Flux can import any type of file as-is, with the contents of the file becoming a new document in MarkLogic. The term “generic files” is used in this context to refer to files that do not require any special processing other than potentially decompressing the files.
Table of contents
- Usage
- Controlling document URIs
- Specifying a document type
- Specifying an encoding
- Importing large binary files
- Importing gzip files
- Importing ZIP files
Usage
The import-files
command imports a set of files into MarkLogic, with each file being written as a separate document. You must specify at least one --path
option along with connection information for the MarkLogic database you wish to write to. For example:
-
./bin/flux import-files \ --path /path/to/files \ --connection-string "flux-example-user:password@localhost:8004" \ --permissions flux-example-role,read,flux-example-role,update
-
bin\flux import-files ^ --path path\to\files ^ --connection-string "flux-example-user:password@localhost:8004" ^ --permissions flux-example-role,read,flux-example-role,update
Controlling document URIs
Each document will have an initial URI based on the absolute path of the associated file. See common import features for details on adjusting this URI. In particular, the --uri-replace
option is often useful for removing most of the absolute path to produce a concise, self-describing URI.
Specifying a document type
The type of each document written to MarkLogic is determined by the file extension found in the URI along with the set of MIME types configured in MarkLogic. For unrecognized file extensions, or URIs that do not have a file extension, you can force a document type via the --document-type
option. The value of this option must be one of JSON
, XML
, or TEXT
.
Specifying an encoding
MarkLogic stores all content in the UTF-8 encoding. If your files use a different encoding, you must specify that via the --encoding
option so that the content can be correctly translated to UTF-8 when written to MarkLogic:
-
./bin/flux import-files \ --path source \ --encoding ISO-8859-1 \ --connection-string "flux-example-user:password@localhost:8004" \ --permissions flux-example-role,read,flux-example-role,update
-
bin\flux import-files ^ --path source ^ --encoding ISO-8859-1 ^ --connection-string "flux-example-user:password@localhost:8004" ^ --permissions flux-example-role,read,flux-example-role,update
Importing large binary files
Flux can leverage MarkLogic’s support for large binary documents by importing binary files of any size. To ensure that binary files of any size can be loaded, consider using the --streaming
option introduced in Flux 1.1.0. When this option is set, Flux will stream the contents of each file from its source directly into MarkLogic, thereby avoiding reading the contents of a file into memory.
As streaming a file requires Flux to only send one document at a time to MarkLogic, you should not use this option when importing smaller files that easily fit into the memory available to Flux.
When using --streaming
, the following options will have no effect due to Flux not reading the file contents into memory and always sending one file per request to MarkLogic:
--batch-size
--encoding
--failed-documents-path
--uri-template
You typically will also not want to use the --transform
option as applying a REST transform in MarkLogic to a very large binary document may exhaust the amount of memory available to MarkLogic.

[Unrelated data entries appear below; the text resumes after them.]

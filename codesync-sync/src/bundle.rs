//! Wire types exchanged with the code-generation service.
//!
//! Fetch responses arrive as a flat list of [`BundleEntry`] values tagged by
//! `kind`. Nothing downstream touches an entry before
//! [`ProjectBundle::from_entries`] or [`icons_from_entries`] has validated it.

use std::collections::{BTreeMap, BTreeSet};

use serde::{Deserialize, Serialize};
use thiserror::Error;

use codesync_core::{ComponentId, ProjectId, Scheme};

// ---------------------------------------------------------------------------
// Resolution
// ---------------------------------------------------------------------------

/// One user-requested project, as sent to the resolver.
#[derive(Debug, Clone, PartialEq, Eq, Serialize, Deserialize)]
#[serde(rename_all = "camelCase")]
pub struct ProjectSyncTarget {
    pub project_id: ProjectId,
    pub version_range: String,
    #[serde(default, skip_serializing_if = "Vec::is_empty")]
    pub component_id_or_names: Vec<String>,
}

#[derive(Debug, Clone, PartialEq, Eq, Serialize, Deserialize)]
#[serde(rename_all = "camelCase")]
pub struct ResolveRequest {
    pub projects: Vec<ProjectSyncTarget>,
    pub recursive: bool,
    pub include_dependencies: bool,
}

/// A project pinned to a single version for this run.
#[derive(Debug, Clone, PartialEq, Eq, Serialize, Deserialize)]
#[serde(rename_all = "camelCase")]
pub struct ResolvedProject {
    pub project_id: ProjectId,
    pub project_name: String,
    pub version: String,
    #[serde(default)]
    pub component_ids: Vec<ComponentId>,
    #[serde(default)]
    pub icon_ids: Vec<String>,
    /// Pulled in as a dependency rather than requested by the user.
    #[serde(default)]
    pub indirect: bool,
}

/// Two root requests that cannot be satisfied together.
#[derive(Debug, Clone, PartialEq, Eq, Serialize, Deserialize)]
#[serde(rename_all = "camelCase")]
pub struct ResolveConflict {
    pub project_id: ProjectId,
    pub message: String,
}

#[derive(Debug, Clone, PartialEq, Eq, Serialize, Deserialize, Default)]
#[serde(rename_all = "camelCase")]
pub struct ResolveResponse {
    #[serde(default)]
    pub projects: Vec<ResolvedProject>,
    #[serde(default)]
    pub conflicts: Vec<ResolveConflict>,
}

// ---------------------------------------------------------------------------
// Fetch
// ---------------------------------------------------------------------------

#[derive(Debug, Clone, PartialEq, Eq, Serialize, Deserialize)]
#[serde(rename_all = "camelCase")]
pub struct FetchRequest {
    pub project_id: ProjectId,
    /// Exact version pinned by resolution.
    pub version: String,
    pub version_range: String,
    pub component_ids: Vec<ComponentId>,
    /// Stored schemes of components that already exist locally.
    pub existing_schemes: BTreeMap<ComponentId, Scheme>,
    pub new_component_scheme: Scheme,
}

#[derive(Debug, Clone, PartialEq, Eq, Serialize, Deserialize, Default)]
#[serde(rename_all = "camelCase")]
pub struct FetchResponse {
    #[serde(default)]
    pub entries: Vec<BundleEntry>,
    /// Icons referenced by the generated code.
    #[serde(default)]
    pub icon_ids: Vec<String>,
}

#[derive(Debug, Clone, PartialEq, Eq, Serialize, Deserialize)]
#[serde(rename_all = "camelCase")]
pub struct IconsRequest {
    pub project_id: ProjectId,
    pub version_range: String,
    pub icon_ids: Vec<String>,
}

/// Site-wide default stylesheet.
#[derive(Debug, Clone, PartialEq, Eq, Serialize, Deserialize, Default)]
#[serde(rename_all = "camelCase")]
pub struct StyleBundle {
    pub default_style_css_file_name: String,
    pub default_style_css_rules: String,
}

// ---------------------------------------------------------------------------
// Bundle entries
// ---------------------------------------------------------------------------

#[derive(Debug, Clone, PartialEq, Eq, Serialize, Deserialize)]
#[serde(rename_all = "camelCase")]
pub struct ProjectMetaBundle {
    pub project_id: ProjectId,
    pub project_name: String,
    pub css_file_name: String,
    pub css_rules: String,
}

#[derive(Debug, Clone, PartialEq, Eq, Serialize, Deserialize)]
#[serde(rename_all = "camelCase")]
pub struct ComponentBundle {
    pub id: ComponentId,
    pub component_name: String,
    pub skeleton_module_file_name: String,
    pub skeleton_module: String,
    pub render_module_file_name: String,
    pub render_module: String,
    pub css_file_name: String,
    pub css_rules: String,
    /// Per-node identity map (node name → stable uuid) used by the merger.
    #[serde(default)]
    pub name_in_id_to_uuid: BTreeMap<String, String>,
}

#[derive(Debug, Clone, PartialEq, Eq, Serialize, Deserialize)]
#[serde(rename_all = "camelCase")]
pub struct GlobalVariantBundle {
    pub id: String,
    pub name: String,
    pub context_file_name: String,
    pub context_module: String,
}

#[derive(Debug, Clone, PartialEq, Eq, Serialize, Deserialize)]
#[serde(rename_all = "camelCase")]
pub struct IconBundle {
    pub id: String,
    pub name: String,
    pub module_file_name: String,
    pub module: String,
}

/// One element of a fetch response.
#[derive(Debug, Clone, PartialEq, Eq, Serialize, Deserialize)]
#[serde(tag = "kind", rename_all = "camelCase")]
pub enum BundleEntry {
    Project(ProjectMetaBundle),
    Component(ComponentBundle),
    GlobalVariant(GlobalVariantBundle),
    Icon(IconBundle),
}

impl BundleEntry {
    fn kind(&self) -> &'static str {
        match self {
            BundleEntry::Project(_) => "project",
            BundleEntry::Component(_) => "component",
            BundleEntry::GlobalVariant(_) => "globalVariant",
            BundleEntry::Icon(_) => "icon",
        }
    }
}

// ---------------------------------------------------------------------------
// Validation
// ---------------------------------------------------------------------------

#[derive(Debug, Clone, PartialEq, Eq, Error)]
pub enum BundleError {
    #[error("expected exactly one project entry for {project_id}, found {found}")]
    ProjectEntryCount { project_id: String, found: usize },

    #[error("project entry is for {found}, but {expected} was requested")]
    ProjectMismatch { expected: String, found: String },

    #[error("duplicate {kind} id {id}")]
    DuplicateId { kind: &'static str, id: String },

    #[error("{kind} entry has an empty {field}")]
    EmptyField {
        kind: &'static str,
        field: &'static str,
    },

    #[error("{kind} file name {name:?} must be a relative path without `..`")]
    UnsafeFileName { kind: &'static str, name: String },

    #[error("unexpected {found} entry in {context} response")]
    UnexpectedEntry {
        found: &'static str,
        context: &'static str,
    },
}

/// A validated fetch response for one project.
#[derive(Debug, Clone, PartialEq, Eq)]
pub struct ProjectBundle {
    pub project: ProjectMetaBundle,
    pub components: Vec<ComponentBundle>,
    pub global_variants: Vec<GlobalVariantBundle>,
    pub icon_ids: Vec<String>,
}

impl ProjectBundle {
    pub fn from_entries(
        expected: &ProjectId,
        response: FetchResponse,
    ) -> Result<ProjectBundle, BundleError> {
        let mut projects = Vec::new();
        let mut components: Vec<ComponentBundle> = Vec::new();
        let mut global_variants: Vec<GlobalVariantBundle> = Vec::new();

        for entry in response.entries {
            match entry {
                BundleEntry::Project(p) => projects.push(p),
                BundleEntry::Component(c) => {
                    require("component", "id", &c.id.0)?;
                    require("component", "componentName", &c.component_name)?;
                    check_file_name("component", &c.skeleton_module_file_name)?;
                    check_file_name("component", &c.render_module_file_name)?;
                    check_file_name("component", &c.css_file_name)?;
                    if components.iter().any(|other| other.id == c.id) {
                        return Err(BundleError::DuplicateId {
                            kind: "component",
                            id: c.id.0,
                        });
                    }
                    components.push(c);
                }
                BundleEntry::GlobalVariant(g) => {
                    require("globalVariant", "id", &g.id)?;
                    check_file_name("globalVariant", &g.context_file_name)?;
                    if global_variants.iter().any(|other| other.id == g.id) {
                        return Err(BundleError::DuplicateId {
                            kind: "globalVariant",
                            id: g.id,
                        });
                    }
                    global_variants.push(g);
                }
                other @ BundleEntry::Icon(_) => {
                    return Err(BundleError::UnexpectedEntry {
                        found: other.kind(),
                        context: "component",
                    })
                }
            }
        }

        if projects.len() != 1 {
            return Err(BundleError::ProjectEntryCount {
                project_id: expected.0.clone(),
                found: projects.len(),
            });
        }
        let project = projects.remove(0);
        if &project.project_id != expected {
            return Err(BundleError::ProjectMismatch {
                expected: expected.0.clone(),
                found: project.project_id.0,
            });
        }
        check_file_name("project", &project.css_file_name)?;

        let mut seen = BTreeSet::new();
        let icon_ids = response
            .icon_ids
            .into_iter()
            .filter(|id| !id.is_empty() && seen.insert(id.clone()))
            .collect();

        Ok(ProjectBundle {
            project,
            components,
            global_variants,
            icon_ids,
        })
    }
}

/// Validate an icon fetch response.
pub fn icons_from_entries(entries: Vec<BundleEntry>) -> Result<Vec<IconBundle>, BundleError> {
    let mut icons: Vec<IconBundle> = Vec::new();
    for entry in entries {
        match entry {
            BundleEntry::Icon(icon) => {
                require("icon", "id", &icon.id)?;
                check_file_name("icon", &icon.module_file_name)?;
                if icons.iter().any(|other| other.id == icon.id) {
                    return Err(BundleError::DuplicateId {
                        kind: "icon",
                        id: icon.id,
                    });
                }
                icons.push(icon);
            }
            other => {
                return Err(BundleError::UnexpectedEntry {
                    found: other.kind(),
                    context: "icon",
                })
            }
        }
    }
    Ok(icons)
}

fn require(kind: &'static str, field: &'static str, value: &str) -> Result<(), BundleError> {
    if value.trim().is_empty() {
        return Err(BundleError::EmptyField { kind, field });
    }
    Ok(())
}

fn check_file_name(kind: &'static str, name: &str) -> Result<(), BundleError> {
    require(kind, "file name", name)?;
    let unsafe_name = name.starts_with('/')
        || name.starts_with('\\')
        || name.contains(':')
        || name.split(['/', '\\']).any(|part| part == "..");
    if unsafe_name {
        return Err(BundleError::UnsafeFileName {
            kind,
            name: name.to_owned(),
        });
    }
    Ok(())
}

#[cfg(test)]
mod tests {
    use super::*;

    fn project_entry(id: &str) -> BundleEntry {
        BundleEntry::Project(ProjectMetaBundle {
            project_id: ProjectId::from(id),
            project_name: "Site".into(),
            css_file_name: "plasmic__site.css".into(),
            css_rules: ".root {}".into(),
        })
    }

    fn component_entry(id: &str, skeleton_file: &str) -> BundleEntry {
        BundleEntry::Component(ComponentBundle {
            id: ComponentId::from(id),
            component_name: "Button".into(),
            skeleton_module_file_name: skeleton_file.into(),
            skeleton_module: "export default Button;".into(),
            render_module_file_name: "PlasmicButton.tsx".into(),
            render_module: "render".into(),
            css_file_name: "PlasmicButton.css".into(),
            css_rules: ".btn {}".into(),
            name_in_id_to_uuid: BTreeMap::new(),
        })
    }

    #[test]
    fn entries_deserialize_by_kind_tag() {
        let json = r#"{
            "entries": [
                {"kind": "project", "projectId": "p1", "projectName": "Site",
                 "cssFileName": "site.css", "cssRules": ""},
                {"kind": "globalVariant", "id": "gv1", "name": "Theme",
                 "contextFileName": "PlasmicGlobalVariant__Theme.tsx", "contextModule": "ctx"}
            ],
            "iconIds": ["i1", "i1", ""]
        }"#;
        let response: FetchResponse = serde_json::from_str(json).expect("deserialize");
        let bundle = ProjectBundle::from_entries(&ProjectId::from("p1"), response).expect("valid");
        assert_eq!(bundle.global_variants.len(), 1);
        assert_eq!(bundle.icon_ids, vec!["i1".to_string()]);
    }

    #[test]
    fn missing_project_entry_is_rejected() {
        let response = FetchResponse {
            entries: vec![component_entry("c1", "Button.tsx")],
            icon_ids: vec![],
        };
        let err = ProjectBundle::from_entries(&ProjectId::from("p1"), response).unwrap_err();
        assert!(matches!(err, BundleError::ProjectEntryCount { found: 0, .. }));
    }

    #[test]
    fn project_entry_for_other_project_is_rejected() {
        let response = FetchResponse {
            entries: vec![project_entry("p2")],
            icon_ids: vec![],
        };
        let err = ProjectBundle::from_entries(&ProjectId::from("p1"), response).unwrap_err();
        assert!(matches!(err, BundleError::ProjectMismatch { .. }));
    }

    #[test]
    fn duplicate_component_ids_are_rejected() {
        let response = FetchResponse {
            entries: vec![
                project_entry("p1"),
                component_entry("c1", "Button.tsx"),
                component_entry("c1", "Other.tsx"),
            ],
            icon_ids: vec![],
        };
        let err = ProjectBundle::from_entries(&ProjectId::from("p1"), response).unwrap_err();
        assert_eq!(
            err,
            BundleError::DuplicateId {
                kind: "component",
                id: "c1".into()
            }
        );
    }

    #[test]
    fn traversal_in_file_names_is_rejected() {
        for name in ["../Button.tsx", "/etc/passwd", "a/../../b.tsx", "C:\\x.tsx"] {
            let response = FetchResponse {
                entries: vec![project_entry("p1"), component_entry("c1", name)],
                icon_ids: vec![],
            };
            let err = ProjectBundle::from_entries(&ProjectId::from("p1"), response).unwrap_err();
            assert!(
                matches!(err, BundleError::UnsafeFileName { .. }),
                "{name} should be rejected, got {err}"
            );
        }
    }

    #[test]
    fn icon_response_rejects_other_kinds() {
        let err = icons_from_entries(vec![project_entry("p1")]).unwrap_err();
        assert!(matches!(err, BundleError::UnexpectedEntry { found: "project", .. }));
    }
}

In addition, when streaming documents to MarkLogic, URIs will be encoded. For example, a file named my file.json
will result in a URI of /my%20file.json
. This is due to an issue in the MarkLogic REST API endpoint that will be resolved in a future server release.
Importing gzip files
To import gzip files with each file being decompressed before written to MarkLogic, include the --compression
option with a value of GZIP
. You can also import gzip files as-is - i.e. without decompressing them - by not including the --compression
option. The --streaming
option introduced in Flux 1.1.0 can also be used for very large gzip files that may not fit into the memory available to Flux or to MarkLogic.
Importing ZIP files
To import each entry in a ZIP file as a separate document, include the --compression
option with a value of ZIP
. Each document will have an initial URI based on both the absolute path of the ZIP file and the name of the ZIP entry. You can also use the --document-type
option as described above to force a document type for any entry that has a file extension not recognized by MarkLogic. The --streaming
option introduced in Flux 1.1.0 can also be used for ZIP files containing very large binary files that may not fit into the memory available to Flux or to MarkLogic.